Voters have a history of blaming the president for high gasoline prices, even if the White House has limited power to change them. When OPEC tripled oil prices following the Iranian revolution in 1979 it was one blow too many for Jimmy Carter, who was swept aside by Reagan in 1980. The Arab world’s opposition to US foreign policy in the Middle East was one of the causes of high crude.
Although Joe Biden wasn’t at the OPEC meeting that just collapsed over the UAE’s insistence on an increased production quota, the continued bull market in oil which got a further boost can be partly traced back to his policies. Goaded by the progressive wing of the Democrat party, the Administration has a hostile attitude towards new oil and gas production.
Growing political pressure on energy companies to cut back oil and gas production is having an impact. Large publicly traded companies are especially vulnerable to such pressure. Exxon Mobil and Chevron both recently had to modify their spending plans in response to shareholder pressure, while Royal Dutch Shell was ordered to do so by a court (see Profiting From The Efforts Of Climate Extremists).
One consequence is that OPEC’s influence over oil prices is growing, as non-OPEC producers have less spare capacity. Demand is currently running at 97 Million Barrels per Day (MMB/D) and looks set to reach 100 MMB/D by year’s end. There’s no reason to expect demand to stop increasing at that point, as rising living standards in emerging Asia are likely to push it above pre-Covid levels.
The US energy industry’s newfound financial discipline is also helping. Domestic production is not rising nearly as much as in past cycles. This is all great news for energy investors. Having endured excessive capex with low prices, the pendulum is now swinging back the other way. Morgan Stanley expects the group of independent US shale producers under research coverage to boost Free Cash Flow (FCF) by a third over the next year, where they’ll have a FCF yield of 15%. We expect North American pipeline companies to generate $49BN in FCF this year, up 27%, and $56BN in 2022.
Environmental extremists are very happy with rising oil prices. There will be no energy transition unless renewables are competitive, and this helps. They tend to be more city-dwellers than rural, so gasoline prices don’t have much impact.
Energy investors are also happy, as the unlikely alignment of interests with the liberals has led to a mutually desired outcome. But what about the rest of America? Gasoline prices are now higher than at any time during the Trump presidency. This is yet another incongruity with continued fiscal and monetary support for the economy which clearly no longer needs it. Biden can quietly turn to the disillusioned progressives who think he’s abandoned them and claim credit for the high oil prices they want.
So far the energy transition has had limited impact on consumers. Apart from power outages in states where renewables have risen to an unwieldy share of electricity generation (see California and Texas), disruption has been minimal. Rising gasoline prices will eventually test society’s willingness to pay more for energy. We should pay more. The energy transition is expensive. If lowering CO2 emissions was easy we would have already done it. If it’s a worthwhile endeavor, it’s worth paying for.

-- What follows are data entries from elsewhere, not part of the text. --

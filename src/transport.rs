//! Transport abstraction for the Rank Matcher protocol.
//!
//! The [`Transport`] trait defines a bidirectional text frame channel between
//! the client and the matcher. One protocol message travels in exactly one
//! frame, so implementations must preserve frame boundaries (WebSocket text
//! frames, length-prefixed TCP, in-process channels, ...).
//!
//! # Connection Setup
//!
//! Opening a connection happens in two steps, mirroring TCP connect followed
//! by a WebSocket upgrade:
//!
//! 1. [`Connector::connect`] produces a transport whose underlying link is up
//!    but whose protocol handshake has not run yet. The session is
//!    `Connecting` from here on and queues outgoing commands.
//! 2. [`Transport::handshake`] completes session establishment. Once it
//!    returns, queued commands are flushed in order.
//!
//! Transports that have no separate handshake step keep the default
//! [`handshake`](Transport::handshake), which succeeds immediately.
//!
//! # Implementing a Custom Transport
//!
//! ```rust,no_run
//! use async_trait::async_trait;
//! use rank_matcher_client::error::RankMatcherError;
//! use rank_matcher_client::transport::Transport;
//!
//! struct MyTransport { /* ... */ }
//!
//! #[async_trait]
//! impl Transport for MyTransport {
//!     async fn send(&mut self, frame: String) -> Result<(), RankMatcherError> {
//!         // Write one text frame
//!         todo!()
//!     }
//!
//!     async fn recv(&mut self) -> Option<Result<String, RankMatcherError>> {
//!         // Read the next text frame; None once the peer closed cleanly
//!         todo!()
//!     }
//!
//!     async fn close(&mut self) -> Result<(), RankMatcherError> {
//!         todo!()
//!     }
//! }
//! ```

use async_trait::async_trait;

use crate::error::RankMatcherError;

/// A bidirectional text frame transport.
///
/// # Cancel Safety
///
/// [`recv`](Transport::recv) **MUST** be cancel-safe because the client's
/// transport loop polls it inside `tokio::select!`. Dropping an unfinished
/// `recv` future must not lose a frame.
#[async_trait]
pub trait Transport: Send + 'static {
    /// Complete the session-establishment handshake.
    ///
    /// Called exactly once, after [`Connector::connect`] and before any
    /// [`send`](Transport::send) or [`recv`](Transport::recv).
    ///
    /// # Errors
    ///
    /// Any transport error that prevents the session from being established.
    async fn handshake(&mut self) -> Result<(), RankMatcherError> {
        Ok(())
    }

    /// Send one text frame.
    ///
    /// Resolves once the transport has accepted the write.
    ///
    /// # Errors
    ///
    /// Returns [`RankMatcherError::TransportSend`] if the frame could not be
    /// written, or [`RankMatcherError::TransportClosed`] after
    /// [`close`](Transport::close).
    async fn send(&mut self, frame: String) -> Result<(), RankMatcherError>;

    /// Receive the next text frame.
    ///
    /// Returns:
    /// - `Some(Ok(text))` — a complete frame was received
    /// - `Some(Err(e))` — a transport error occurred
    /// - `None` — the peer closed the connection cleanly
    async fn recv(&mut self) -> Option<Result<String, RankMatcherError>>;

    /// Close the connection gracefully.
    ///
    /// # Errors
    ///
    /// Returns an error if the graceful close fails. Implementations should
    /// still release their resources in that case.
    async fn close(&mut self) -> Result<(), RankMatcherError>;
}

/// Opens new transports, one per connection attempt.
#[async_trait]
pub trait Connector: Send + Sync {
    /// The transport this connector produces.
    type Transport: Transport;

    /// Establish the underlying link (e.g. the TCP connection).
    ///
    /// The client bounds this call with its connect timeout.
    ///
    /// # Errors
    ///
    /// Any error that prevents the link from being established.
    async fn connect(&self) -> Result<Self::Transport, RankMatcherError>;
}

The problem is that the energy transition hasn’t been marketed as such. Candidate Biden promised us green employment opportunities that would be well-paying union jobs. It’s all been disingenuously promoted as an exciting opportunity. Instead it’s an eternal slog to avoid carpeting the landscape with intermittent solar panels and windmills until pragmatism dictates the adoption of new technologies: carbon capture and sequestration to allow increased use of natural gas (see Carbon Capture Gains Momentum); blending of hydrogen into the natural gas supply (see Europe’s Nascent Hydrogen Industry); and perhaps one day we’ll revisit nuclear, if society truly wants to solve the problem.
Although Biden gasoline prices are higher than at any time under Trump, they reached $4 a gallon in 2014 under Obama. It wasn’t much of a political issue back then, because the president hadn’t done much to cause it. That was also the peak in the energy cycle, since the Shale Revolution’s supply shock followed and prices duly fell.
This suggests that the pain threshold for rising gasoline prices is above where they are today, which is good news for energy investors. It means environmental extremists can continue shifting oil supply to foreign governments and privately held firms, continuing the publicly traded industry’s virtuous cycle of reduced capex and growing FCF. Biden’s vulnerable on gas prices because his policies are intended to push them higher, but we’re not there yet. Pipeline stocks still have plenty of upside.
We are invested in all the components of the American Energy Independence Index via the ETF that seeks to track its performance.